I steeled my shoulders, prepared for shit to go down. The dark glare in Crew’s eyes looked like he wanted to murder someone.
Me? Cole? Both of us?
I jumped as a firework went off from the backyard, followed by the whooping and hollering of drunk frat boys, diverting my attention from Crew for a few seconds, but when I glanced back to the porch, he was gone. My eyes darted over the faces, searching for Crew. A ribbon of disappointment sunk into my stomach.
My shoulders slumped. “I need to go home,” I muttered, my feet making quick steps toward the stairs.
Cole’s steps sounded behind me. “Wait. I’ll walk you.”
He caught up to me on the sidewalk, and neither of us said a word. I needed the silence. Perhaps he sensed it in my mood.
I should probably text Frankie and let her know I left, and I would, once I got in our apartment.
We lingered outside my building as I struggled with what to say. I wanted to sneak inside and crawl into bed for the night.
Cole cleared his throat. “I assume you and Crew didn’t work things out.”
Slivers of moonlight cut through the half-empty tree branches, spilling onto the side of my face. “Hardly,” I snorted. The only thing I accomplished from seeing Crew was adding another level of confusion to my feelings.
“I was hoping you’d get the closure you need.”
A fly buzzed around the exterior light, repeatedly smacking into it. I could relate. “Why does it matter to you? And don’t tell me it’s because we’re friends. I don’t know what we are, Cole,” I admitted.

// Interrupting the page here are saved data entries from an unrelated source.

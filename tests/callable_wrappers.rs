//! Integration tests for the public callable wrappers.
//!
//! ## Binding
//! - `test_default_constructed_wrappers_are_unbound`
//! - `test_bind_then_invoke_matches_direct_call`
//! - `test_function_object_in_both_wrappers`
//!
//! ## Ownership
//! - `test_owned_state_is_independent_of_original`: counter bound at 73, then
//!   74, original reset and out of scope, then 75
//! - `test_move_invalidates_source`
//! - `test_oversized_callables_are_rejected`
//! - `test_rebinding_drops_previous_occupant`
//!
//! ## Errors
//! - `test_errors_from_callable_are_returned_unchanged`
//! - `test_panics_from_callable_unwind_through_wrapper`
//! - `test_unbound_function_ref_is_fatal`
//! - `test_moved_from_function_is_fatal`

use std::{panic, rc::Rc};

use fnslot::{Callable, Function, FunctionRef, MAX_ALIGN};

type IntFn = fn(i32) -> i32;

fn free_function(n: i32) -> i32 {
    n + 1
}

#[derive(Clone)]
struct Counter {
    state: i32,
}

impl Callable<IntFn> for Counter {
    fn call_with(&mut self, (n,): (i32,)) -> i32 {
        self.state += n;
        self.state
    }
}

#[derive(Debug, PartialEq, Eq, thiserror::Error)]
enum ParseError {
    #[error("input was empty")]
    Empty,
    #[error("invalid digit {0:?}")]
    InvalidDigit(char),
}

type ParseFn = fn(&'static str) -> Result<u32, ParseError>;

fn parse_digits(input: &'static str) -> Result<u32, ParseError> {
    if input.is_empty() {
        return Err(ParseError::Empty);
    }
    input.chars().try_fold(0u32, |total, c| -> Result<u32, ParseError> {
        let digit = c.to_digit(10).ok_or(ParseError::InvalidDigit(c))?;
        Ok(total * 10 + digit)
    })
}

#[test]
fn test_default_constructed_wrappers_are_unbound() {
    assert!(!FunctionRef::<IntFn>::default().is_bound());
    assert!(!Function::<IntFn, 32>::default().is_bound());
    assert!(!Function::<fn(), 0>::default().is_bound());
}

#[test]
fn test_bind_then_invoke_matches_direct_call() {
    let mut function = free_function;
    let mut function_ref = FunctionRef::<IntFn>::new(&mut function);
    assert_eq!(function_ref.call(41), free_function(41));

    let mut owned = Function::<IntFn, 16>::new(free_function);
    assert_eq!(owned.call(41), free_function(41));

    let offset = 100;
    let closure = move |n: i32| n - offset;
    let mut owned = Function::<IntFn, 16>::new(closure);
    assert_eq!(owned.call(1), closure(1));
}

#[test]
fn test_function_object_in_both_wrappers() {
    let mut counter = Counter { state: 0 };
    {
        let mut function_ref = FunctionRef::<IntFn>::from(&mut counter);
        assert_eq!(function_ref.call(5), 5);
    }
    assert_eq!(counter.state, 5);

    let mut owned = Function::<IntFn, 8>::new(counter.clone());
    assert_eq!(owned.call(5), 10);
    assert_eq!(counter.state, 5);
    assert_eq!(owned.occupant_type_name(), Some(std::any::type_name::<Counter>()));
}

#[test]
fn test_owned_state_is_independent_of_original() {
    let mut function = {
        let mut original = Counter { state: 73 };
        let mut function = Function::<IntFn, 128>::new(original.clone());

        assert_eq!(function.call(1), 74);

        // Mutating the original does not reach the bound copy
        assert_eq!(original.call_with((100,)), 173);
        original.state = 0;
        assert_eq!(original.call_with((0,)), 0);
        function
    };

    // The original has gone out of scope
    assert_eq!(function.call(1), 75);
}

#[test]
fn test_move_invalidates_source() {
    let mut function = free_function;
    let mut source_ref = FunctionRef::<IntFn>::new(&mut function);
    let mut target_ref = source_ref.take();
    assert!(!source_ref.is_bound());
    assert_eq!(target_ref.call(1), 2);

    let mut source = Function::<IntFn, 32>::new(Counter { state: 10 });
    let mut target = source.take();
    assert!(!source.is_bound());
    assert!(target.is_bound());
    assert_eq!(target.call(1), 11);

    let mut empty = Function::<IntFn, 32>::empty();
    let moved_empty = empty.take();
    assert!(!empty.is_bound());
    assert!(!moved_empty.is_bound());
}

#[test]
fn test_oversized_callables_are_rejected() {
    let bytes = [1u8; 33];
    let words = [1u64; 5];
    let wide = [0u128; 3];

    let mut function = Function::<IntFn, 32>::empty();
    assert!(function.try_set(move |n: i32| n + i32::from(bytes[0])).is_err());
    assert!(function.try_set(move |n: i32| n + words[4] as i32).is_err());
    assert!(function.try_set(move |n: i32| n + wide[2] as i32).is_err());
    assert!(!function.is_bound());

    #[repr(align(32))]
    struct OverAligned;
    impl Callable<IntFn> for OverAligned {
        fn call_with(&mut self, (n,): (i32,)) -> i32 {
            n
        }
    }
    assert!(std::mem::align_of::<OverAligned>() > MAX_ALIGN);
    assert!(!Function::<IntFn, 1024>::fits::<OverAligned>());
    let error = Function::<IntFn, 1024>::try_new(OverAligned).unwrap_err();
    assert_eq!(error.align(), 32);
}

#[test]
fn test_rebinding_drops_previous_occupant() {
    let tracker = Rc::new(());

    let token = Rc::clone(&tracker);
    let mut function = Function::<IntFn, 16>::new(move |n: i32| {
        let _ = &token;
        n
    });
    assert_eq!(Rc::strong_count(&tracker), 2);

    function.set(free_function);
    assert_eq!(Rc::strong_count(&tracker), 1);

    let token = Rc::clone(&tracker);
    let mut other = Function::<IntFn, 16>::new(move |n: i32| {
        let _ = &token;
        -n
    });
    function.swap(&mut other);
    assert_eq!(function.call(3), -3);
    assert_eq!(other.call(3), 4);

    drop(function);
    assert_eq!(Rc::strong_count(&tracker), 1);
}

#[test]
fn test_errors_from_callable_are_returned_unchanged() {
    fn parse_all(
        mut parse: FunctionRef<'_, ParseFn>,
        inputs: &[&'static str],
    ) -> Result<u32, ParseError> {
        let mut total = 0;
        for &input in inputs {
            total += parse.call(input)?;
        }
        Ok(total)
    }

    let mut parser = Function::<ParseFn, 8>::new(parse_digits);
    assert_eq!(parse_all(parser.as_function_ref(), &["12", "30"]), Ok(42));
    assert_eq!(
        parse_all(parser.as_function_ref(), &["12", "3x"]),
        Err(ParseError::InvalidDigit('x'))
    );

    let error = parser.call("").unwrap_err();
    assert_eq!(error.to_string(), "input was empty");
}

#[test]
fn test_panics_from_callable_unwind_through_wrapper() {
    let mut function = Function::<fn(u32) -> u32, 8>::new(|n: u32| {
        assert!(n < 10, "argument out of range");
        n
    });

    let result = panic::catch_unwind(panic::AssertUnwindSafe(|| function.call(11)));
    assert!(result.is_err());

    // The occupant stays bound after unwinding
    assert!(function.is_bound());
    assert_eq!(function.call(3), 3);
}

#[test]
#[should_panic(expected = "invoked an unbound FunctionRef")]
fn test_unbound_function_ref_is_fatal() {
    let mut function_ref = FunctionRef::<IntFn>::default();
    function_ref.call(1);
}

#[test]
#[should_panic(expected = "invoked an unbound Function")]
fn test_moved_from_function_is_fatal() {
    let mut source = Function::<IntFn, 16>::new(free_function);
    let _target = source.take();
    source.call(1);
}
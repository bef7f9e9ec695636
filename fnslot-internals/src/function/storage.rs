//! Inline byte buffer holding the occupant of a
//! [`RawFunction`](crate::RawFunction).

use core::{mem::MaybeUninit, ptr::NonNull};

use crate::util::Erased;

/// The largest alignment a stored callable may require.
///
/// Every buffer is aligned to this value, which covers all primitive types on
/// the supported targets.
pub const MAX_ALIGN: usize = 16;

/// A buffer of exactly `CAPACITY` possibly-uninitialized bytes, aligned to
/// [`MAX_ALIGN`].
///
/// The buffer itself never drops or reads its contents; whoever writes a value
/// into it is responsible for destroying that value.
#[repr(C, align(16))]
pub(super) struct Storage<const CAPACITY: usize> {
    /// The raw bytes
    bytes: [MaybeUninit<u8>; CAPACITY],
}

const _: () = assert!(core::mem::align_of::<Storage<0>>() == MAX_ALIGN);

impl<const CAPACITY: usize> Storage<CAPACITY> {
    /// Creates a buffer whose bytes are all uninitialized.
    #[inline]
    pub(super) const fn uninit() -> Self {
        Self {
            bytes: [MaybeUninit::uninit(); CAPACITY],
        }
    }

    /// Whether a value of type `F` fits in this buffer, both in size and in
    /// alignment.
    #[inline]
    pub(super) const fn fits<F>() -> bool {
        core::mem::size_of::<F>() <= CAPACITY && core::mem::align_of::<F>() <= MAX_ALIGN
    }

    /// Returns a pointer to the start of the buffer.
    ///
    /// The pointer is aligned to [`MAX_ALIGN`] and valid for reads and writes
    /// of `CAPACITY` bytes for as long as `self` is neither moved nor
    /// otherwise accessed.
    #[inline]
    pub(super) fn as_erased(&mut self) -> NonNull<Erased> {
        NonNull::from(&mut self.bytes).cast::<Erased>()
    }
}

He pressed a hand to the brick wall above my head, his gaze holding mine. “And if I told you I wanted to be more than your friend. Would it make a difference?” he asked frankly.
My back sagged into the building as I tugged at the end of my sleeves. “Honestly, right now, I can’t think about relationships. I just want to get through this year and pass my classes.
“And if I wait?”
My silence was deafening as I struggled to find the right words. This wasn’t happening. How did I end up here? With two guys wanting me? Who am I?
“It was never me.” His voice dropped an octave. “It will never be me.”
“I’m sorry.” What else was there to say?
The wind shifted strands of his dark hair as his lips tipped up. Was he smirking? “I had to be sure of your feelings. Crew’s been hurt,” he said tightly.
I flinched before my gaze narrowed, regarding Cole with wariness. “Are you testing me?”
He straightened, shoving his hands into his back pockets. “Can you blame me? You met my ex.”
He had me there. Gianna took crazy ex-girlfriend to another stratosphere. “I’m confused. So, you don’t like me?”